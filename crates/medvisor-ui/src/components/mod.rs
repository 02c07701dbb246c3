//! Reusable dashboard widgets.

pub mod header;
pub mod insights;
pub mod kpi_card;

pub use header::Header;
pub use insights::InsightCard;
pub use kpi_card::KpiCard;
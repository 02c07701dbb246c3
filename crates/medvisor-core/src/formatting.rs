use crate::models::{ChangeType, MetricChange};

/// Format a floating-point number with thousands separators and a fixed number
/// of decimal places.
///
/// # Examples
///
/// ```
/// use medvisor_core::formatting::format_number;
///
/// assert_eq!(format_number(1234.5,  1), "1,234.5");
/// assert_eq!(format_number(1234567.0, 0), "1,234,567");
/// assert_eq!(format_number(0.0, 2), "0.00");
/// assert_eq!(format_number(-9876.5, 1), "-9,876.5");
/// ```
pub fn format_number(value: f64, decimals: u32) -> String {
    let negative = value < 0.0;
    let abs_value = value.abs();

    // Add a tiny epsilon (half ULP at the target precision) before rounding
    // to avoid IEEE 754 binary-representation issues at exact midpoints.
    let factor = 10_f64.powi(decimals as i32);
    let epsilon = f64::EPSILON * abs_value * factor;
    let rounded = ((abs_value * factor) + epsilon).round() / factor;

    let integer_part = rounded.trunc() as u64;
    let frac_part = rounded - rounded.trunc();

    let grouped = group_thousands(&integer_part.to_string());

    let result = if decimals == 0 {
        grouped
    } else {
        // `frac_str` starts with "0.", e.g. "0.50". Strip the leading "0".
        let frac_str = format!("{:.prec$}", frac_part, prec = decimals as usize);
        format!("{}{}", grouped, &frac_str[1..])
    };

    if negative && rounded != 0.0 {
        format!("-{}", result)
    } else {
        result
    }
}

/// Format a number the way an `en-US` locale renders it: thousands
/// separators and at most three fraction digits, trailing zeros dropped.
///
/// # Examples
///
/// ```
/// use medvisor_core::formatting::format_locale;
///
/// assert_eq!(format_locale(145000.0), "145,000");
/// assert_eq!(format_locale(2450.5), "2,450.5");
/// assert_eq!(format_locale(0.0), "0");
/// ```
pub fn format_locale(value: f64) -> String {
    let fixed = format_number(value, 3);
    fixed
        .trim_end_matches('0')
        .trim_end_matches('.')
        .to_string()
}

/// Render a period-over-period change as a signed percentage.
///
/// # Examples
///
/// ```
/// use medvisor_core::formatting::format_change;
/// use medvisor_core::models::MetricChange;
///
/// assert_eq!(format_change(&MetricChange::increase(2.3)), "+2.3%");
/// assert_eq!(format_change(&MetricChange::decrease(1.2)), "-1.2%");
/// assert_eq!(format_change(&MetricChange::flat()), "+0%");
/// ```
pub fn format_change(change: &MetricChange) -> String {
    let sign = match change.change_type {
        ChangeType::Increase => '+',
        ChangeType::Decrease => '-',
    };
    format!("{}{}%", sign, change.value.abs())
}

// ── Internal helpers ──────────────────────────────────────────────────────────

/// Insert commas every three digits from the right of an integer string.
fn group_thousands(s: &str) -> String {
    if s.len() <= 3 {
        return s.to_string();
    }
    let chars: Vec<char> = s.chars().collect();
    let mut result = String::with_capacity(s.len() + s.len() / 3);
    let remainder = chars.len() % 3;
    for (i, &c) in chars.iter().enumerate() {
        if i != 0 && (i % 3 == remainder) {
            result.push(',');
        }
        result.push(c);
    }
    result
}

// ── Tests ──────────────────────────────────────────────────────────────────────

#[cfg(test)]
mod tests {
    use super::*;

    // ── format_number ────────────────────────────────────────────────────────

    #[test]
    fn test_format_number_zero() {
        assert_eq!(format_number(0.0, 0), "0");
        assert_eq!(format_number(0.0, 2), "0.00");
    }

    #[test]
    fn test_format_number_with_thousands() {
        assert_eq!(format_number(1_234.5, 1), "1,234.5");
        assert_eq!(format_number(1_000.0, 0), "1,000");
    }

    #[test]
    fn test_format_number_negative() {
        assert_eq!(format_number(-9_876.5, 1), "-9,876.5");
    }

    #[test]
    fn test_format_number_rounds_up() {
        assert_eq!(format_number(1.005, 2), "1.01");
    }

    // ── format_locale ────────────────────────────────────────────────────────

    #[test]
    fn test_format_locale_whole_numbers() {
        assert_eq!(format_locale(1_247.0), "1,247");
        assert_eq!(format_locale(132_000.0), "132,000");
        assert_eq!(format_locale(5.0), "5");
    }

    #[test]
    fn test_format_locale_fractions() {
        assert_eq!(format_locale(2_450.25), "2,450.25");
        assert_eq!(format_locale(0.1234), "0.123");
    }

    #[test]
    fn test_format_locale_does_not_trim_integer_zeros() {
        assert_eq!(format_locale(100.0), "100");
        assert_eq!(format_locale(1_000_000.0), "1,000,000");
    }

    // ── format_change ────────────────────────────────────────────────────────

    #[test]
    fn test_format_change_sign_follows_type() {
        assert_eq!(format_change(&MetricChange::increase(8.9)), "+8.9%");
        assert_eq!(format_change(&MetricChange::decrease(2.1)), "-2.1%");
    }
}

...

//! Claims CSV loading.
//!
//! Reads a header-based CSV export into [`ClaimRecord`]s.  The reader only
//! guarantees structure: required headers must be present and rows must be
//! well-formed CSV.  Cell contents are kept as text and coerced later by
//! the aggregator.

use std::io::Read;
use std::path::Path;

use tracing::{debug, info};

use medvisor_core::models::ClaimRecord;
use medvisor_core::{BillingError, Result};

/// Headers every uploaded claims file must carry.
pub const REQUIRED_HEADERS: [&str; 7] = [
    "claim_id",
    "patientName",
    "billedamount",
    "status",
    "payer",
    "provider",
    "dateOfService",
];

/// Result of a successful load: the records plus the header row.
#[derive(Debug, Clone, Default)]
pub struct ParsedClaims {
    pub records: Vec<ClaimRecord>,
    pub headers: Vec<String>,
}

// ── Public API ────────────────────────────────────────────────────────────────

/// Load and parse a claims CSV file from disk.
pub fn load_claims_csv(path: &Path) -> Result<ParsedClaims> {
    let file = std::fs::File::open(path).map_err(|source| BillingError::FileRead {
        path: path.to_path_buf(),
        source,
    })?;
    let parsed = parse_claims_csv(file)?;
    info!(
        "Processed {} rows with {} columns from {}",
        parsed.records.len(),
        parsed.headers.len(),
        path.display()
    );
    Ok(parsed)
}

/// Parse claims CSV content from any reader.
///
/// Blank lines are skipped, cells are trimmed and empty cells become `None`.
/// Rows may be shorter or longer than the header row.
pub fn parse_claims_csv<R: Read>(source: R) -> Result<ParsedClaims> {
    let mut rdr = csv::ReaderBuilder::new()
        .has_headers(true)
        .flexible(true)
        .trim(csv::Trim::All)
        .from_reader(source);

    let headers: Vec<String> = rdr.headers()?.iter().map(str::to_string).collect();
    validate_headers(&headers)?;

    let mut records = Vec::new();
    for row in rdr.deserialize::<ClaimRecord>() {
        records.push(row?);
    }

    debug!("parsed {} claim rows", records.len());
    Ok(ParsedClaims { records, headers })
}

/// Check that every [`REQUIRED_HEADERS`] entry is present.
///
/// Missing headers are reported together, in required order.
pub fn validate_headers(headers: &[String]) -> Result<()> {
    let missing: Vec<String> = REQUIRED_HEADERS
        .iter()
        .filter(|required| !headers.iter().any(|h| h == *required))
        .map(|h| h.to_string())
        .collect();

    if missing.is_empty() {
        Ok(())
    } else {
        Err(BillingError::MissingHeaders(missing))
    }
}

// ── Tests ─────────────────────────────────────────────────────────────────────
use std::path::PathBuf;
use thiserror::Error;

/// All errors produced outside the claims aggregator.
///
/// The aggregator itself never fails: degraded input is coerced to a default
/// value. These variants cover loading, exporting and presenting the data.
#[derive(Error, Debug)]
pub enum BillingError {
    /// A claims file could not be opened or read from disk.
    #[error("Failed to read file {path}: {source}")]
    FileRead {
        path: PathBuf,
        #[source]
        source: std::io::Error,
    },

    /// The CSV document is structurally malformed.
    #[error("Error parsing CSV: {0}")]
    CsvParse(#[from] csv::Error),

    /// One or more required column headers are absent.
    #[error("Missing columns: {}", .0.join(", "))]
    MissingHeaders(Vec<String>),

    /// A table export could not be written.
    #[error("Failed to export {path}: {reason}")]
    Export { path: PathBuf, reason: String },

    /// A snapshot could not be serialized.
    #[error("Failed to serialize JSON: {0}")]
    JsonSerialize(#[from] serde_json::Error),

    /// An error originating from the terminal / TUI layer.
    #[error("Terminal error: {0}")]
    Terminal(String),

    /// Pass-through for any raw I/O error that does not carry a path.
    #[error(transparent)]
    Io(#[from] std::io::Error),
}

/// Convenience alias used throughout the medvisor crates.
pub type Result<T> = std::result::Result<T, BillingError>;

...

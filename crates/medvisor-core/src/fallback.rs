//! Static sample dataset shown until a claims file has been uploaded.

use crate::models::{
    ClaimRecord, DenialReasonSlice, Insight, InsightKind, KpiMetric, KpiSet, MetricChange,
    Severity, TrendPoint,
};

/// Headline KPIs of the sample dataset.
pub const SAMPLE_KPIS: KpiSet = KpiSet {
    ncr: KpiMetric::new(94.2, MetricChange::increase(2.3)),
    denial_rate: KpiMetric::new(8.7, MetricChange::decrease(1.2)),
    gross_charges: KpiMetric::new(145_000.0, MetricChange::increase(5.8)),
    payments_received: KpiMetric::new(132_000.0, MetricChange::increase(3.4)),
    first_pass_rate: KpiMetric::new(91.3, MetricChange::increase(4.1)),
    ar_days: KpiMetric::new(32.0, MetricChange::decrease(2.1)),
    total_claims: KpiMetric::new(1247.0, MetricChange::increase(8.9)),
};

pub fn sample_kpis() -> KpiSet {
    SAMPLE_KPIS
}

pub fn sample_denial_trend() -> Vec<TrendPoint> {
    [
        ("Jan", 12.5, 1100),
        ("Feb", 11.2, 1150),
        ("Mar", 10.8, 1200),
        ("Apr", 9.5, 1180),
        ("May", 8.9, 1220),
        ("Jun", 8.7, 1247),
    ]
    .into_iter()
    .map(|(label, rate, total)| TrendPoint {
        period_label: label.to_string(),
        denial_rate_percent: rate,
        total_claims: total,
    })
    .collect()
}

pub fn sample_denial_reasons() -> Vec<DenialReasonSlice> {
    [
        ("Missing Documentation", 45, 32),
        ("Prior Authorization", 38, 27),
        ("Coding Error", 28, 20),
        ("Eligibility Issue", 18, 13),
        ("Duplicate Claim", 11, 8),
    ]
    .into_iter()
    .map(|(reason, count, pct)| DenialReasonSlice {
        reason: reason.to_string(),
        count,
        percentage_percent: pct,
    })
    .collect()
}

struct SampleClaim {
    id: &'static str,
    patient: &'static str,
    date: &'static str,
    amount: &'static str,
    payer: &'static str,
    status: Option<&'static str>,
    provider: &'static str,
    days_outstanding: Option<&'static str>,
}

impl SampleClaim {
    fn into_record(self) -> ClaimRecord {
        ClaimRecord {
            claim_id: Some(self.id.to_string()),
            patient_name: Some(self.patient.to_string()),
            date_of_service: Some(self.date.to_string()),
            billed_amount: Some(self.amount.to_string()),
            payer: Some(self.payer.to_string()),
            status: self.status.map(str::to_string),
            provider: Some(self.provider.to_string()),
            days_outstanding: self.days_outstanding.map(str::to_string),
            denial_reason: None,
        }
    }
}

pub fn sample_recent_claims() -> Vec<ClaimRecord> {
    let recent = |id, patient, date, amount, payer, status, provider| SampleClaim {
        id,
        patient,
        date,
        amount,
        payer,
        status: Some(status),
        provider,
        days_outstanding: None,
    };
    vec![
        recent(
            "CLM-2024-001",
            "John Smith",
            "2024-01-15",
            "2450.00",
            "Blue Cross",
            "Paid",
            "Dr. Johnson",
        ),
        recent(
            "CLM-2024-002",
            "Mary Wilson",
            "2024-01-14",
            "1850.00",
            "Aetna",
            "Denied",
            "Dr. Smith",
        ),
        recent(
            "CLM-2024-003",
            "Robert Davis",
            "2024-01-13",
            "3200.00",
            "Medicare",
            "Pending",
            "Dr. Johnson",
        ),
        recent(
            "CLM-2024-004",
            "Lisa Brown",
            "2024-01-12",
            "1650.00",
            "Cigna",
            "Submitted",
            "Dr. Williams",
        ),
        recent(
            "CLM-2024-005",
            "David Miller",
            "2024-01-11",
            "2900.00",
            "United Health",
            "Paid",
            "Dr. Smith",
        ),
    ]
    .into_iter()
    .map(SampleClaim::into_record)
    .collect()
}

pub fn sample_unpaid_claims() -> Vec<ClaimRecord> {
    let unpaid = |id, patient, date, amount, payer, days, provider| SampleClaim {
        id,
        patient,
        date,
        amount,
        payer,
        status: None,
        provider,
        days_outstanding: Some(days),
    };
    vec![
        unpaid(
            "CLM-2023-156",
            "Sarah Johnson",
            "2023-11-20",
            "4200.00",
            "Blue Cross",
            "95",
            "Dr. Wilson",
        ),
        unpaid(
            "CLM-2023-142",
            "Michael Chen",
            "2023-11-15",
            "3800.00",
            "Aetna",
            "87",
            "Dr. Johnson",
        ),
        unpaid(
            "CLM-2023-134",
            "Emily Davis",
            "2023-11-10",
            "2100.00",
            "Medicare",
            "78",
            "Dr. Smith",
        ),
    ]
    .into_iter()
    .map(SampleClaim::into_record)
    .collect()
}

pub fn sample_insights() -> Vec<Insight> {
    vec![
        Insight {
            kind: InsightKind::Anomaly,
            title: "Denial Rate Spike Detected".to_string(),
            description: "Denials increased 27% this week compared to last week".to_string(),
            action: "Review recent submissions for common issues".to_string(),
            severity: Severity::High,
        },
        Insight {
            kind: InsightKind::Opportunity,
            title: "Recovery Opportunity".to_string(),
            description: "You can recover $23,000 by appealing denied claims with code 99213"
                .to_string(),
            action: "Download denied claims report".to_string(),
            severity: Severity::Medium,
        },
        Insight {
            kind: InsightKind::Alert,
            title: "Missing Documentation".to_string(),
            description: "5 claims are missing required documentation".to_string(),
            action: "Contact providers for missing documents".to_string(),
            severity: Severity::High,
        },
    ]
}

What this task involves. If a line in the listing holds the word "aggregator", copy it out.

Task solution.
//! the aggregator.
/// All errors produced outside the claims aggregator.
/// The aggregator itself never fails: degraded input is coerced to a default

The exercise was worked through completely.